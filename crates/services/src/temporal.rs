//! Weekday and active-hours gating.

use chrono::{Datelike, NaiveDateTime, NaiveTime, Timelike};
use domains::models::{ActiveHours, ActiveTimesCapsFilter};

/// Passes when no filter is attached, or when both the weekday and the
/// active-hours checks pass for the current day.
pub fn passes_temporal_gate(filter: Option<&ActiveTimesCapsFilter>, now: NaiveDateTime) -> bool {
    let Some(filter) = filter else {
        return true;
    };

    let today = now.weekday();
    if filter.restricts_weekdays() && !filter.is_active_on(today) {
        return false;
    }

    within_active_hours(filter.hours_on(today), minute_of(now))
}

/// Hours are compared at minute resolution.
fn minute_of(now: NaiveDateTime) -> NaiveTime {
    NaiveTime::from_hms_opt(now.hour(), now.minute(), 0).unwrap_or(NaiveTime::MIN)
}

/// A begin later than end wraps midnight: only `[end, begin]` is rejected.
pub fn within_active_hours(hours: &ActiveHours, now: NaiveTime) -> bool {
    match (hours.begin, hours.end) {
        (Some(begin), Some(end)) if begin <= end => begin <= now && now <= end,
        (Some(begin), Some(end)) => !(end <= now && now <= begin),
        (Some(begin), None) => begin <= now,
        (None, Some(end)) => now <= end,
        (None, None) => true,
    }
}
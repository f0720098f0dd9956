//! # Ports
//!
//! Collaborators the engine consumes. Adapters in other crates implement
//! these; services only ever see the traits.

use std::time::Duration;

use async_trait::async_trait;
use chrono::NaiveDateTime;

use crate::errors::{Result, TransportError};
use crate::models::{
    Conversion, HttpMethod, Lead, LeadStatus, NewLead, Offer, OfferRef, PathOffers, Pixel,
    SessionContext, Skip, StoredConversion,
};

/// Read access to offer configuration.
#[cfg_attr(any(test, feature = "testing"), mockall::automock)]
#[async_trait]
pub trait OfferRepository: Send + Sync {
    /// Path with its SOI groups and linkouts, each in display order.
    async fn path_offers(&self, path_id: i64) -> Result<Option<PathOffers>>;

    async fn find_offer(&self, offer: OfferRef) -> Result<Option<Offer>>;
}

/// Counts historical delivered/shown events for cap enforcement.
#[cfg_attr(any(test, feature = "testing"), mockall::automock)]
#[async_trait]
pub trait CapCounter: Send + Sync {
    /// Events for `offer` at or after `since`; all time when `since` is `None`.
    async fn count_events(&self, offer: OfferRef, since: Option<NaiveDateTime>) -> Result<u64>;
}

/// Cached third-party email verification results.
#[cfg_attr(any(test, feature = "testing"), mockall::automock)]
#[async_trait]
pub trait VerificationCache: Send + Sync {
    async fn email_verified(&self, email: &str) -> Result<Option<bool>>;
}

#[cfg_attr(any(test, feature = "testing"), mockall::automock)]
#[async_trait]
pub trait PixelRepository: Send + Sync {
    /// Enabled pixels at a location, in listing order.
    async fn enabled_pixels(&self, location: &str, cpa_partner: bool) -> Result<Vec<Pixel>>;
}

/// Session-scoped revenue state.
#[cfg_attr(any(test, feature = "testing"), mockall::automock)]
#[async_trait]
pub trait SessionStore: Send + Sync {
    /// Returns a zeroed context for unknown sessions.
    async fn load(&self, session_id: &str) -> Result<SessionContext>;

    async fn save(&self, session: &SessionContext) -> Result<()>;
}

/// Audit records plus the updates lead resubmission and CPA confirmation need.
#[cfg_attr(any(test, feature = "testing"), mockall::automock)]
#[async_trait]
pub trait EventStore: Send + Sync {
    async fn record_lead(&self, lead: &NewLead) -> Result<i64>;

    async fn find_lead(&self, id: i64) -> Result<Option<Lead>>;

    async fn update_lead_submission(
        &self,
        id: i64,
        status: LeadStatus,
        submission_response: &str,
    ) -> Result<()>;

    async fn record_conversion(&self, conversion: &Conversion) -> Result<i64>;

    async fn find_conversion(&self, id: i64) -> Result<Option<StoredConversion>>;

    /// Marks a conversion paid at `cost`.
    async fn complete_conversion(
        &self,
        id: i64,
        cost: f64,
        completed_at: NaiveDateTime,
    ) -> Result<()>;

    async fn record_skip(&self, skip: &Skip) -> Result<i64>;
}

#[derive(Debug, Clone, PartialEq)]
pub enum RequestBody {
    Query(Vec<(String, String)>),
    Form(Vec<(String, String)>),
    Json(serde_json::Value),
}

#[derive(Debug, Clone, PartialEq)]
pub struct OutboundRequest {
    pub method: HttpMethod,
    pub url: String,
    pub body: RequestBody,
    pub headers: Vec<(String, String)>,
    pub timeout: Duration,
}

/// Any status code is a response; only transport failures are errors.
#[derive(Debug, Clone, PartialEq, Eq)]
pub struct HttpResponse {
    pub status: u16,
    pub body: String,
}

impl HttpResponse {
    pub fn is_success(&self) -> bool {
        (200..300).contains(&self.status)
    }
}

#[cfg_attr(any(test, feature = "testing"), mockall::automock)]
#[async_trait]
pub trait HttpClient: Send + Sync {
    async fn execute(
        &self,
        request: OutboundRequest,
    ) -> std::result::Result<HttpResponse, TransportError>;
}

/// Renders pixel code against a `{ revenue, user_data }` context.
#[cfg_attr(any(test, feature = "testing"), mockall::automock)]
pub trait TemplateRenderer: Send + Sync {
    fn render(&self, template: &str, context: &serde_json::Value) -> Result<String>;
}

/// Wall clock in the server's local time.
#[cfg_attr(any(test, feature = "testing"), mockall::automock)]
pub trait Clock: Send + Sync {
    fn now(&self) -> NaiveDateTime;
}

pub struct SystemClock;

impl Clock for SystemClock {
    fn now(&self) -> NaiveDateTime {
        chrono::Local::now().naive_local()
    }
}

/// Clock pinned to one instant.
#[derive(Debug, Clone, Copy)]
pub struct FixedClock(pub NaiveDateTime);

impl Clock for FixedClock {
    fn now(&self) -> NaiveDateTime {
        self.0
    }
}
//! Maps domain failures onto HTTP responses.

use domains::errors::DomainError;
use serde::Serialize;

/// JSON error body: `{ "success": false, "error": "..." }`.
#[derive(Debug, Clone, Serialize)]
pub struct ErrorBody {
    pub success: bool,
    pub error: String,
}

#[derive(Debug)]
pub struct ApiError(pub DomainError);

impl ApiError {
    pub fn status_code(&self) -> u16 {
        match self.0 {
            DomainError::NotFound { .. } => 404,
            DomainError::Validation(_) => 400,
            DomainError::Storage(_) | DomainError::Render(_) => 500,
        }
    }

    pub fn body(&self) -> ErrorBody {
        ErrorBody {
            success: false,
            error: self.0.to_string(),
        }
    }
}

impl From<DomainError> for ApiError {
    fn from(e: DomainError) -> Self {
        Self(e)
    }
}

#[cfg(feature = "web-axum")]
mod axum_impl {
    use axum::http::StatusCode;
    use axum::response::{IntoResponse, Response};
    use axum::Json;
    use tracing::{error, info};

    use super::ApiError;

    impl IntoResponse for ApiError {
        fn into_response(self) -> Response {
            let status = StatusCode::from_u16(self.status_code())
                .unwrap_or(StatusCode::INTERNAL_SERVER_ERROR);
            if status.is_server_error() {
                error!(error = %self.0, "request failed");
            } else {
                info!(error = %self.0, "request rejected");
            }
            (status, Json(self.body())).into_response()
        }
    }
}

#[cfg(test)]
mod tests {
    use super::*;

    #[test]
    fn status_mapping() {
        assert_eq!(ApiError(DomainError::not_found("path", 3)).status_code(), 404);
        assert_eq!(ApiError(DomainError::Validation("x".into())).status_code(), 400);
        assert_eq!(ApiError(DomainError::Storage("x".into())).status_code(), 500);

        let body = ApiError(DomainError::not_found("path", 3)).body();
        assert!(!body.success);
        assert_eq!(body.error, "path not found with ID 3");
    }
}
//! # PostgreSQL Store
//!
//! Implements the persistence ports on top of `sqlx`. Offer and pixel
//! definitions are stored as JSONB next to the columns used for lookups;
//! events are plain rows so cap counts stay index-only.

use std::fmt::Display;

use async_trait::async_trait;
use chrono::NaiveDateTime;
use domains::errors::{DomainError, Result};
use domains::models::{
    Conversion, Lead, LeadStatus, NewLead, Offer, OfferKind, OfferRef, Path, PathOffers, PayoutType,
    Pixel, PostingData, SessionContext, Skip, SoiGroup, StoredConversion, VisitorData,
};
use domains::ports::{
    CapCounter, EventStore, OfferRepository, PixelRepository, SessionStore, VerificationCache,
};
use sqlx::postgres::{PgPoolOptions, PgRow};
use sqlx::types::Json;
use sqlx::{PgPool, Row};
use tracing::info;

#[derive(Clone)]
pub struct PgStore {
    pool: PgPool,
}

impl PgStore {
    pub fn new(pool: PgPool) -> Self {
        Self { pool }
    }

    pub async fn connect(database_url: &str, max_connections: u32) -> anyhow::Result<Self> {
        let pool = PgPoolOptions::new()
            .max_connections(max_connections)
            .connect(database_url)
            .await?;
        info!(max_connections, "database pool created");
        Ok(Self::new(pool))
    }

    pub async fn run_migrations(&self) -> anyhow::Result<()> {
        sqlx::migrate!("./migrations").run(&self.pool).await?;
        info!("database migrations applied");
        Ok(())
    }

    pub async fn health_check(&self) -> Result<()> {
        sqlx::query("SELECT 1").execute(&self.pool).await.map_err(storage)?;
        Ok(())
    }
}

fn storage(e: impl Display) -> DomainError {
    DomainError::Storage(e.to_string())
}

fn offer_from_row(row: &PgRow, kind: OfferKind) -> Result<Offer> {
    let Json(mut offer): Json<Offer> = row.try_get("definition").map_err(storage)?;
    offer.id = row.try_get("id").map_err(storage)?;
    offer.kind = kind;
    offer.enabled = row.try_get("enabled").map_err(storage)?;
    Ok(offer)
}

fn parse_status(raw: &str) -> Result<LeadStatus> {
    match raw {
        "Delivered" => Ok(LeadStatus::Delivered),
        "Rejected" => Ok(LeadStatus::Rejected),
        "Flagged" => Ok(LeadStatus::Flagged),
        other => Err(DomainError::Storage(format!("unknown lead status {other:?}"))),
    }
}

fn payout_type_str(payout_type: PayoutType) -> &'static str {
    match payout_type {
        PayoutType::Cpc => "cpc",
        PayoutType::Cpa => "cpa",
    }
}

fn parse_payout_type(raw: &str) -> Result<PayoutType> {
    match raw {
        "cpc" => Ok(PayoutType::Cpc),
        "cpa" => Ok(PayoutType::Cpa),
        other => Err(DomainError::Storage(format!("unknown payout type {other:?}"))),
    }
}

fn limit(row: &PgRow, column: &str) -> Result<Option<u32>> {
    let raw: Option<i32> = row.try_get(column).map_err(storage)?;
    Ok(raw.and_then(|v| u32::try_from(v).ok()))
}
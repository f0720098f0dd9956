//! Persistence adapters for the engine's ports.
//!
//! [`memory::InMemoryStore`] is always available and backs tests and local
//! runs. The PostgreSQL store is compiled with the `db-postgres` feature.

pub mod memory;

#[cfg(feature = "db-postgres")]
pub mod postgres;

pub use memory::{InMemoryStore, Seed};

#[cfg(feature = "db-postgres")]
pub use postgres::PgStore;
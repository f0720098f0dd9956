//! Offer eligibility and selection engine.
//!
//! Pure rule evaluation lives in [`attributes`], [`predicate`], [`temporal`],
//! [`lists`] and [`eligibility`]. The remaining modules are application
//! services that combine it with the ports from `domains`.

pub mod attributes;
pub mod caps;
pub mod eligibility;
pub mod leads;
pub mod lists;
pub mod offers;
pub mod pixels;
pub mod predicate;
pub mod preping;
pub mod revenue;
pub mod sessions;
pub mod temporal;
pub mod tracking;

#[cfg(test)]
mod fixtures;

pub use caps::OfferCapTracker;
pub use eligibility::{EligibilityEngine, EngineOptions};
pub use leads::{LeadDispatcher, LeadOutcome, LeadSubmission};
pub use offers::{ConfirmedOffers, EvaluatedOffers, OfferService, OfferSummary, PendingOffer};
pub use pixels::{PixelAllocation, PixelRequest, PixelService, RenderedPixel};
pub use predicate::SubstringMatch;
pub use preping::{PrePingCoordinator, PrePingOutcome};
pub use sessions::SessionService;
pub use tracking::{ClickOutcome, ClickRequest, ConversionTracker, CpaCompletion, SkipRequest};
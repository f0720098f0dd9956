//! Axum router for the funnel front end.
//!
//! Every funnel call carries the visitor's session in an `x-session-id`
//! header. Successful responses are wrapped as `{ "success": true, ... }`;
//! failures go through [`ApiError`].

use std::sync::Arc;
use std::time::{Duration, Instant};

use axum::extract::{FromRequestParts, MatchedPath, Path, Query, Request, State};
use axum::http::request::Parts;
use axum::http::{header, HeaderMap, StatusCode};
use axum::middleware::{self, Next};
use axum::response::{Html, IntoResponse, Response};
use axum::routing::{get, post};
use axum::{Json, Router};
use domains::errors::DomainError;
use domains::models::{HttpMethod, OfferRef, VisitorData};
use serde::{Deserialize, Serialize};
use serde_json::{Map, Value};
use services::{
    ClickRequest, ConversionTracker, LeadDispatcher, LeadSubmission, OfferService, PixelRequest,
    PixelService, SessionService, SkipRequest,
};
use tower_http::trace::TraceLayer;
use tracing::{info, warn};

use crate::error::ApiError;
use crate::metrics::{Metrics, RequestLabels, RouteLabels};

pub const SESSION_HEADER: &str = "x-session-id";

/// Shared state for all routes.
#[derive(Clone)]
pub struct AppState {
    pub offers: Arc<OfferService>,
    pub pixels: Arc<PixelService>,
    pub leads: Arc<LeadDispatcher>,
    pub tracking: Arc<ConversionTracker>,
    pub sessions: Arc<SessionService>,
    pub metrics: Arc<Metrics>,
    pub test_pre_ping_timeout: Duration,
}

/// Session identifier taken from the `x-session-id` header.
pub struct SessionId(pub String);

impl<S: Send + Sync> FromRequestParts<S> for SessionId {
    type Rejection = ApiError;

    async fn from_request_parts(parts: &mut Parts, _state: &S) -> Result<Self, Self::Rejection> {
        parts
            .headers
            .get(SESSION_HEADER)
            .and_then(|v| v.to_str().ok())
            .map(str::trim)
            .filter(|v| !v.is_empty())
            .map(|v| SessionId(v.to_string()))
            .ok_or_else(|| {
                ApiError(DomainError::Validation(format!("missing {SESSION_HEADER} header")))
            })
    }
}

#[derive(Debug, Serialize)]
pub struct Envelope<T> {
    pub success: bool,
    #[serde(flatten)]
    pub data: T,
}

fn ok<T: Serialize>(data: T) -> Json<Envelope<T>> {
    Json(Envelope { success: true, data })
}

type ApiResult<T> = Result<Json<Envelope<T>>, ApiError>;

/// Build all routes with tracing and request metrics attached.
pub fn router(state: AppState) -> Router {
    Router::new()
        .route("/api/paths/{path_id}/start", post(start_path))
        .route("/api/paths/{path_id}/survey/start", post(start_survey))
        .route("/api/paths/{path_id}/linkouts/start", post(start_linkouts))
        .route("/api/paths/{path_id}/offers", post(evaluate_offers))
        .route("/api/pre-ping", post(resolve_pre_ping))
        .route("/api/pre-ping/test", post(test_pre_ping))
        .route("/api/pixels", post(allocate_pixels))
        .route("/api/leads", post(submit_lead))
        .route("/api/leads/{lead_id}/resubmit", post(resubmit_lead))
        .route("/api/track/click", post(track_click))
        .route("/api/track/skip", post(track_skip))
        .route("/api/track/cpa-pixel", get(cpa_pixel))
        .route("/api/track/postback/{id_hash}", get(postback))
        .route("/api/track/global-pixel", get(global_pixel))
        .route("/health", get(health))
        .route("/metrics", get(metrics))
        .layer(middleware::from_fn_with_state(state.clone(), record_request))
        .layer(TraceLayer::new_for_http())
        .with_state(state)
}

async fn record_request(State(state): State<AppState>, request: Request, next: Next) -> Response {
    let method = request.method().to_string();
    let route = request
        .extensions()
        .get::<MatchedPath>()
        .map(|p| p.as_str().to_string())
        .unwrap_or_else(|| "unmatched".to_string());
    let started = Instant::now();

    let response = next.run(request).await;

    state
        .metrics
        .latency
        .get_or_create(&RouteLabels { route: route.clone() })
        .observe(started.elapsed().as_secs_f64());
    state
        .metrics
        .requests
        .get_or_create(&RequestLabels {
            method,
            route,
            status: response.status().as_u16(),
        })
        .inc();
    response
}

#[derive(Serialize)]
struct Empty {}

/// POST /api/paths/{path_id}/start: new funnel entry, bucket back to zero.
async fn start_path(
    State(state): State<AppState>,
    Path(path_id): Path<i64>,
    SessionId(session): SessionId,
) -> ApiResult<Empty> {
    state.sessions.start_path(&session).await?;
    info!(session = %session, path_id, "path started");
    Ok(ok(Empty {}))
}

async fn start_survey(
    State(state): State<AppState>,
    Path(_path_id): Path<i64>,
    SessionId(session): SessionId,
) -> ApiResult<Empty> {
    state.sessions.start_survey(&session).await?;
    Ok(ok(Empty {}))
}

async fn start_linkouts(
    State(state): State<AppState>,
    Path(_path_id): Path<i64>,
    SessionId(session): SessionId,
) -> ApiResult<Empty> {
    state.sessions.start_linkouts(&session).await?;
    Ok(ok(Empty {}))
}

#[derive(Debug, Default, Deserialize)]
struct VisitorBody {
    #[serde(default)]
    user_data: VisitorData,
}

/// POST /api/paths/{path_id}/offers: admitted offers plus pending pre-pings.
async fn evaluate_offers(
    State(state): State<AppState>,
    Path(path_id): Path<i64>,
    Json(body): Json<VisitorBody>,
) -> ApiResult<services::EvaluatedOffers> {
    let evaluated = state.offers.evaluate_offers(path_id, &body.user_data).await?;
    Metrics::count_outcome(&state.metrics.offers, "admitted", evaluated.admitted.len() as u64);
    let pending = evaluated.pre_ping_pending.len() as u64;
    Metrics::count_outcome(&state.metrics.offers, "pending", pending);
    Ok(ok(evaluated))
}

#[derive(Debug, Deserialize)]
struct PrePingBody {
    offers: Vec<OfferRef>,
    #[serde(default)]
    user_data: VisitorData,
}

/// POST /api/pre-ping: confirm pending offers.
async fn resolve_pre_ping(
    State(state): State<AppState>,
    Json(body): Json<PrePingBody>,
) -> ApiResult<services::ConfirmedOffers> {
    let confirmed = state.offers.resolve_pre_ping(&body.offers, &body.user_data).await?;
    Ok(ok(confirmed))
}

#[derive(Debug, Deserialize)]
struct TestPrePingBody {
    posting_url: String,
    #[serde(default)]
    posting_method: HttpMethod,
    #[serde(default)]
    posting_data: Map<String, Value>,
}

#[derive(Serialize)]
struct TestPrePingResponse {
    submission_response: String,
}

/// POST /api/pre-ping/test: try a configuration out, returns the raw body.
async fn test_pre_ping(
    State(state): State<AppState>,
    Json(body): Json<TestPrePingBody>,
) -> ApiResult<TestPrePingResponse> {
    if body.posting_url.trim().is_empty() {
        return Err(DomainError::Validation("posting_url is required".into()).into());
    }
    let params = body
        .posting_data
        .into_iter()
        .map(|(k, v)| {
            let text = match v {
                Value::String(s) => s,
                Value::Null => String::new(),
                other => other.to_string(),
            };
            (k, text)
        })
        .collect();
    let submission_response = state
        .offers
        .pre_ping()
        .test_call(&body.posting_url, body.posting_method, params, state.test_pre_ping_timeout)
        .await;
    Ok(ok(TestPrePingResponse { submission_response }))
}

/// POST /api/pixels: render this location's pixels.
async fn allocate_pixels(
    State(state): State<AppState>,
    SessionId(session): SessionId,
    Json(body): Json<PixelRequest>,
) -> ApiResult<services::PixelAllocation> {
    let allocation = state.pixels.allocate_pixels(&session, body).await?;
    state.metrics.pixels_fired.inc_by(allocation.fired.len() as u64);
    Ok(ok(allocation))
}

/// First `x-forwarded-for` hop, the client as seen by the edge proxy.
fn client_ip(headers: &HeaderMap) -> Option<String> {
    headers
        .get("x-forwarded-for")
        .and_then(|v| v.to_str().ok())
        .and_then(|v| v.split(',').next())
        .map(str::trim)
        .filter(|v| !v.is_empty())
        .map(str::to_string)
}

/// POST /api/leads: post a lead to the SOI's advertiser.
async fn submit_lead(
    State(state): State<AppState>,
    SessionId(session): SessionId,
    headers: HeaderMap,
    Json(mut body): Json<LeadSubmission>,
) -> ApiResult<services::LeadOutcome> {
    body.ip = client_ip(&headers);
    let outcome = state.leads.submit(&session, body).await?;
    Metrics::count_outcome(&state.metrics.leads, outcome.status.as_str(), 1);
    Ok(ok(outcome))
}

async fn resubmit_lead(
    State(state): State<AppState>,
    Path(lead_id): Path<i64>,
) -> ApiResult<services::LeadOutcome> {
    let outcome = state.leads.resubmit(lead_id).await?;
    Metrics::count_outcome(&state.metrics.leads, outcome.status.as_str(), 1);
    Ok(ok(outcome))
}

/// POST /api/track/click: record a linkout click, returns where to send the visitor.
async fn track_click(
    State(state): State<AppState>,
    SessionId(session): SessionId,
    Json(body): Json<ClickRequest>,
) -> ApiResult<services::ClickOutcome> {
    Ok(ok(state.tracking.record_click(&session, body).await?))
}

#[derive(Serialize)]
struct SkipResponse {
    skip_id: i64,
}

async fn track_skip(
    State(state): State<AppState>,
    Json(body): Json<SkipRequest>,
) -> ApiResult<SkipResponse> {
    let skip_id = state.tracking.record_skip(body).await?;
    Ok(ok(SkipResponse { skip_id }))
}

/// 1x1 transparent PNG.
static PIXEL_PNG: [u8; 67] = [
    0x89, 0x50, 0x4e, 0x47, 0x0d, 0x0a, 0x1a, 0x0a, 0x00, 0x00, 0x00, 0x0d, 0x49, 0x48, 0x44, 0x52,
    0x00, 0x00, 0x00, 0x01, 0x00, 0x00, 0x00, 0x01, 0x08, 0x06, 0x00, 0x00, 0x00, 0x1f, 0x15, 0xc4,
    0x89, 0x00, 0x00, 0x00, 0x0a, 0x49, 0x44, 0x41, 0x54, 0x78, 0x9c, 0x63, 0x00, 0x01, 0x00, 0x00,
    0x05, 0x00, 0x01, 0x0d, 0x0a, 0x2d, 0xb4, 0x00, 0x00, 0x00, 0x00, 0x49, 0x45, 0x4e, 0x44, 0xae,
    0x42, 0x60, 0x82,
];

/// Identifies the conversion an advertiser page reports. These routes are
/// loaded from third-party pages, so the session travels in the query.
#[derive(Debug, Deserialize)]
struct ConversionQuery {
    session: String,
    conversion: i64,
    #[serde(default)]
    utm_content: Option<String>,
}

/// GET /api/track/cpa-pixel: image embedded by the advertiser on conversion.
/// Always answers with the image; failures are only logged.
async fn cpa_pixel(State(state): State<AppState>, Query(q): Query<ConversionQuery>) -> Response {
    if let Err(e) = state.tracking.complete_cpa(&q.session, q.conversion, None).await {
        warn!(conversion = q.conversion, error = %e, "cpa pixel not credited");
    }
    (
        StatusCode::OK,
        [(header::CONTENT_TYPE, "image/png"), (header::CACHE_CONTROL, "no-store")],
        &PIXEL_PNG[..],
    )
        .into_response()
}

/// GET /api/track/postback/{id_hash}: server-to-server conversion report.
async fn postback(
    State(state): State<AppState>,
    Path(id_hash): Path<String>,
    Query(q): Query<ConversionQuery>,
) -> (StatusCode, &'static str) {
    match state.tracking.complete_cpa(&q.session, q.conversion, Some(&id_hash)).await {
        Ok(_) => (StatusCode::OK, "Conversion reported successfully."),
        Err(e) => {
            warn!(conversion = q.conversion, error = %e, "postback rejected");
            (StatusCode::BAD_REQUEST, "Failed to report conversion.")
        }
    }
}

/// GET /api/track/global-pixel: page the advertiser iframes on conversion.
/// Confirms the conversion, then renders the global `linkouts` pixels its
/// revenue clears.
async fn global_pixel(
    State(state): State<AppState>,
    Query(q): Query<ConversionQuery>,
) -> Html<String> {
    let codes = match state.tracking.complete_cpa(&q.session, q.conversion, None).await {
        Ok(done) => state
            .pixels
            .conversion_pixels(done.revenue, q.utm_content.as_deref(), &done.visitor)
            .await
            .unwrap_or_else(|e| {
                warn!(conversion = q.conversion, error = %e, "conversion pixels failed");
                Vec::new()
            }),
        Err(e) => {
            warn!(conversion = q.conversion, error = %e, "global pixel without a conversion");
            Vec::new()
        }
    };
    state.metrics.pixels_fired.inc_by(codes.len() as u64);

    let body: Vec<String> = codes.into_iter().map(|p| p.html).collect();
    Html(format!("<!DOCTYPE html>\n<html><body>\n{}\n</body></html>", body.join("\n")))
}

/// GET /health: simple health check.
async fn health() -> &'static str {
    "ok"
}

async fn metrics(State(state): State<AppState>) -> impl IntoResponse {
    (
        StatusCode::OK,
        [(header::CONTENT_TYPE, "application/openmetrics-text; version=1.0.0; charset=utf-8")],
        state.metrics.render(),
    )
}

» **EXERCISE**: Set down, word for word, each line from the top of the records above through the line with "for cap enforcement.".

» **TASK OUTPUT**:
filename crates/services/src/temporal.rs
//! Weekday and active-hours gating.

use chrono::{Datelike, NaiveDateTime, NaiveTime, Timelike};
use domains::models::{ActiveHours, ActiveTimesCapsFilter};

/// Passes when no filter is attached, or when both the weekday and the
/// active-hours checks pass for the current day.
pub fn passes_temporal_gate(filter: Option<&ActiveTimesCapsFilter>, now: NaiveDateTime) -> bool {
    let Some(filter) = filter else {
        return true;
    };

    let today = now.weekday();
    if filter.restricts_weekdays() && !filter.is_active_on(today) {
        return false;
    }

    within_active_hours(filter.hours_on(today), minute_of(now))
}

/// Hours are compared at minute resolution.
fn minute_of(now: NaiveDateTime) -> NaiveTime {
    NaiveTime::from_hms_opt(now.hour(), now.minute(), 0).unwrap_or(NaiveTime::MIN)
}

/// A begin later than end wraps midnight: only `[end, begin]` is rejected.
pub fn within_active_hours(hours: &ActiveHours, now: NaiveTime) -> bool {
    match (hours.begin, hours.end) {
        (Some(begin), Some(end)) if begin <= end => begin <= now && now <= end,
        (Some(begin), Some(end)) => !(end <= now && now <= begin),
        (Some(begin), None) => begin <= now,
        (None, Some(end)) => now <= end,
        (None, None) => true,
    }
}
repository f0720098f0dd9956
//! # Ports
//!
//! Collaborators the engine consumes. Adapters in other crates implement
//! these; services only ever see the traits.

use std::time::Duration;

use async_trait::async_trait;
use chrono::NaiveDateTime;

use crate::errors::{Result, TransportError};
use crate::models::{
    Conversion, HttpMethod, Lead, LeadStatus, NewLead, Offer, OfferRef, PathOffers, Pixel,
    SessionContext, Skip, StoredConversion,
};

/// Read access to offer configuration.
#[cfg_attr(any(test, feature = "testing"), mockall::automock)]
#[async_trait]
pub trait OfferRepository: Send + Sync {
    /// Path with its SOI groups and linkouts, each in display order.
    async fn path_offers(&self, path_id: i64) -> Result<Option<PathOffers>>;

    async fn find_offer(&self, offer: OfferRef) -> Result<Option<Offer>>;
}

/// Counts historical delivered/shown events for cap enforcement.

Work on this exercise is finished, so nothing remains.